[Available data]

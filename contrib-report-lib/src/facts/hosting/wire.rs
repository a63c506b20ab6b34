//! Response shapes of the GitHub REST endpoints we read.
//!
//! Only the fields we need are modeled. Timestamps stay as strings here and are parsed
//! when records are built, so one bad value drops one record instead of a whole page.

use serde::Deserialize;
use serde::de::IgnoredAny;

/// `GET /repos/{repo}/branches`
#[derive(Debug, Deserialize)]
pub struct Branch {
    pub name: String,
}

/// `GET /repos/{repo}/commits`
#[derive(Debug, Deserialize)]
pub struct CommitSummary {
    pub sha: String,
    pub commit: GitCommit,
    pub html_url: String,
    /// API link to the commit detail.
    pub url: String,
}

#[derive(Debug, Deserialize)]
pub struct GitCommit {
    pub author: Option<GitActor>,
    #[serde(default)]
    pub message: String,
}

#[derive(Debug, Deserialize)]
pub struct GitActor {
    pub name: Option<String>,
    pub date: Option<String>,
}

/// `GET {commit.url}`
#[derive(Debug, Default, Deserialize)]
pub struct CommitDetail {
    pub stats: Option<DiffStats>,
    pub files: Option<Vec<IgnoredAny>>,
}

#[derive(Debug, Default, Deserialize)]
pub struct DiffStats {
    #[serde(default)]
    pub additions: u64,
    #[serde(default)]
    pub deletions: u64,
}

/// `GET /repos/{repo}/pulls`
#[derive(Debug, Deserialize)]
pub struct PullRequest {
    pub number: u64,
    #[serde(default)]
    pub title: String,
    pub state: Option<String>,
    pub user: Option<User>,
    pub head: BranchRef,
    pub base: BranchRef,
    pub additions: Option<u64>,
    pub deletions: Option<u64>,
    pub created_at: Option<String>,
    pub closed_at: Option<String>,
}

#[derive(Debug, Deserialize)]
pub struct User {
    pub login: String,
}

#[derive(Debug, Deserialize)]
pub struct BranchRef {
    #[serde(rename = "ref")]
    pub name: String,
}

[/Available data]

*Directions*.
The stopping point is the line containing "use serde::Deserialize;". Reproduce exactly every line of the material from the first through that one.

*Response*.
filename contrib-report-lib/src/facts/hosting/wire.rs
repository a63c506b20ab6b34
//! Response shapes of the GitHub REST endpoints we read.
//!
//! Only the fields we need are modeled. Timestamps stay as strings here and are parsed
//! when records are built, so one bad value drops one record instead of a whole page.

use serde::Deserialize;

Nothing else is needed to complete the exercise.